To Bag or NOT to Bag- the Plastic Bag Conspiracy

Greetings Snackers,

And yet, this blog deals with something somewhat non-snack oriented.   If you're the type who only likes to read about the latest in snack foods, look elsewhere.  If your mind is open to all things even tangentially snack related, read on....

So this weekend I was out and about looking for a power cable for something or other.  Upon taking my power cable to the checkout counter, I paid and asked the checkout lady not to put my purchase in a plastic bag.  She put it in a bag, so I said, "no bag".  She handed the bag to me, so I took the cable out of the bag and said, "I don't need a bag".  She looked at me quizically and asked....

"Why don't you want a bag?"....

Crushed Baby Dinosaurs 

Indeed, why wouldn't any of us want to have a lovely plastic bag?  Particularly when we've only bought one item which is destined for our backpack?  In a culture full of pre-packaged goods,  everything seems to come wrapped in plastic, from vegetables and grocery products to Laura Palmer.  With such over-use of air-tight sealing, why on earth would anybody need an EXTRA layer of plastic?

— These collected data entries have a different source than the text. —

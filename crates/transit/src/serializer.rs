//! Bytes layer, injected so the wire format is swappable independently of
//! the packet/command model (mirrors the Broker's `serializer.serialize /
//! deserialize` contract).

use crate::error::TransitError;
use crate::packet::Packet;

pub trait Serializer: Send + Sync {
    fn serialize(&self, packet: &Packet) -> Result<Vec<u8>, TransitError>;
    fn deserialize(&self, bytes: &[u8]) -> Result<Packet, TransitError>;
}

/// Default wire format: JSON, the same choice `hooteproto_server.rs` makes
/// for its envelope bodies.
#[derive(Debug, Default, Clone, Copy)]
pub struct JsonSerializer;

impl Serializer for JsonSerializer {
    fn serialize(&self, packet: &Packet) -> Result<Vec<u8>, TransitError> {
        serde_json::to_vec(packet).map_err(|e| TransitError::DecodeError {
            command: packet.command(),
            message: e.to_string(),
        })
    }

    fn deserialize(&self, bytes: &[u8]) -> Result<Packet, TransitError> {
        if bytes.is_empty() {
            return Err(TransitError::MissingPacket);
        }
        serde_json::from_slice(bytes).map_err(|e| TransitError::DecodeError {
            command: crate::command::Command::Event,
            message: e.to_string(),
        })
    }
}

#[cfg(test)]
mod tests {
    use super::*;
    use crate::node::NodeId;
    use crate::packet::{Payload, PingPayload};

    #[test]
    fn round_trips_a_ping_packet() {
        let packet = Packet::new(NodeId::new("node-a"), Payload::Ping(PingPayload { time: 1000 }));
        let ser = JsonSerializer;
        let bytes = ser.serialize(&packet).unwrap();
        let decoded = ser.deserialize(&bytes).unwrap();
        assert_eq!(packet, decoded);
    }

    #[test]
    fn empty_bytes_is_missing_packet() {
        let ser = JsonSerializer;
        assert!(matches!(
            ser.deserialize(&[]),
            Err(TransitError::MissingPacket)
        ));
    }
}
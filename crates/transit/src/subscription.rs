//! The fixed subscription set and the barrier that gates outbound publish
//! until every topic in it is live.

use crate::node::NodeId;
use tokio::sync::Notify;

/// A topic, scoped to this node (`@self`) or broadcast across the mesh.
#[derive(Debug, Clone, PartialEq, Eq)]
pub enum Topic {
    /// Bare broadcast topic, e.g. `DISCOVER`.
    Broadcast(&'static str),
    /// Topic scoped to a single node, e.g. `INFO@self`.
    Scoped(&'static str, NodeId),
}

/// The full set declared once at `Subscribing`, built from this node's id.
pub fn core_topics(self_node: &NodeId) -> Vec<Topic> {
    vec![
        Topic::Scoped("EVENT", self_node.clone()),
        Topic::Scoped("REQUEST", self_node.clone()),
        Topic::Scoped("RESPONSE", self_node.clone()),
        Topic::Broadcast("DISCOVER"),
        Topic::Scoped("DISCOVER", self_node.clone()),
        Topic::Broadcast("INFO"),
        Topic::Scoped("INFO", self_node.clone()),
        Topic::Broadcast("DISCONNECT"),
        Topic::Broadcast("HEARTBEAT"),
        Topic::Broadcast("PING"),
        Topic::Scoped("PING", self_node.clone()),
        Topic::Scoped("PONG", self_node.clone()),
    ]
}

/// One-shot readiness gate: outbound publish attempted before all core
/// subscriptions succeed is deferred until the barrier opens; afterward
/// every wait resolves immediately.
#[derive(Debug, Default)]
pub struct SubscriptionBarrier {
    notify: Notify,
    opened: std::sync::atomic::AtomicBool,
}

impl SubscriptionBarrier {
    pub fn new() -> Self {
        Self::default()
    }

    /// Opens the barrier, releasing every waiter. Idempotent.
    pub fn open(&self) {
        if !self.opened.swap(true, std::sync::atomic::Ordering::AcqRel) {
            self.notify.notify_waiters();
        }
    }

    pub fn is_open(&self) -> bool {
        self.opened.load(std::sync::atomic::Ordering::Acquire)
    }

    /// Resolves immediately once the barrier is open; otherwise waits.
    pub async fn wait(&self) {
        // Create the notified future before checking the flag: `Notify`
        // guarantees a `notify_waiters` call landing between creation and
        // polling is still observed.
        let notified = self.notify.notified();
        if self.is_open() {
            return;
        }
        notified.await;
    }
}

#[cfg(test)]
mod tests {
    use super::*;

    #[test]
    fn core_topics_includes_every_fixed_entry() {
        let topics = core_topics(&NodeId::new("self"));
        assert_eq!(topics.len(), 12);
    }

    #[tokio::test]
    async fn wait_resolves_immediately_once_opened() {
        let barrier = SubscriptionBarrier::new();
        barrier.open();
        barrier.wait().await;
    }

    #[tokio::test]
    async fn waiters_release_when_opened() {
        let barrier = std::sync::Arc::new(SubscriptionBarrier::new());
        let waiter = {
            let barrier = barrier.clone();
            tokio::spawn(async move {
                barrier.wait().await;
            })
        };
        tokio::task::yield_now().await;
        barrier.open();
        waiter.await.unwrap();
    }
}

To take the purchased items home, in theory.   But what added value is a plastic bag when another bag, perhaps a less disposable bag, could do the same work without the dubious conclusion (i.e. get thrown out)?  I suppose that a plastic bag offers the buyer the chance to only have to lug a bag, ANY bag, only half of the trip (the TO half).  But the other half the buyer spends praying that said flimsy plastic bag might break.  Not fun.

When was it that plastic bags became a ubiquitous part of our culture?  As a child of the 70s (i.e. Star Wars Rocks!), I only recall paper bags at grocery stories until well into Reagan's days.  Somewhere in there, I suppose, some well meaning folk decided that cutting down trees to make bags was a wasteful, cruel idea, thus switching the a grocery store bagger's job from unfolding brown paper to unfluffling white plastic.

Plastic shopping bags are almost all made from Ethylene, which is a petrochemical.  By petrochemical, I mean, "Crushed, pressed dinosaur", since petrochemicals come from crude oil, which comes from dinosaurs, crushed, pulverized, and pressed by the earth for 50 million years.  Every plastic bag in your home may have once been a triceratops baby, or a pteradactyl wing.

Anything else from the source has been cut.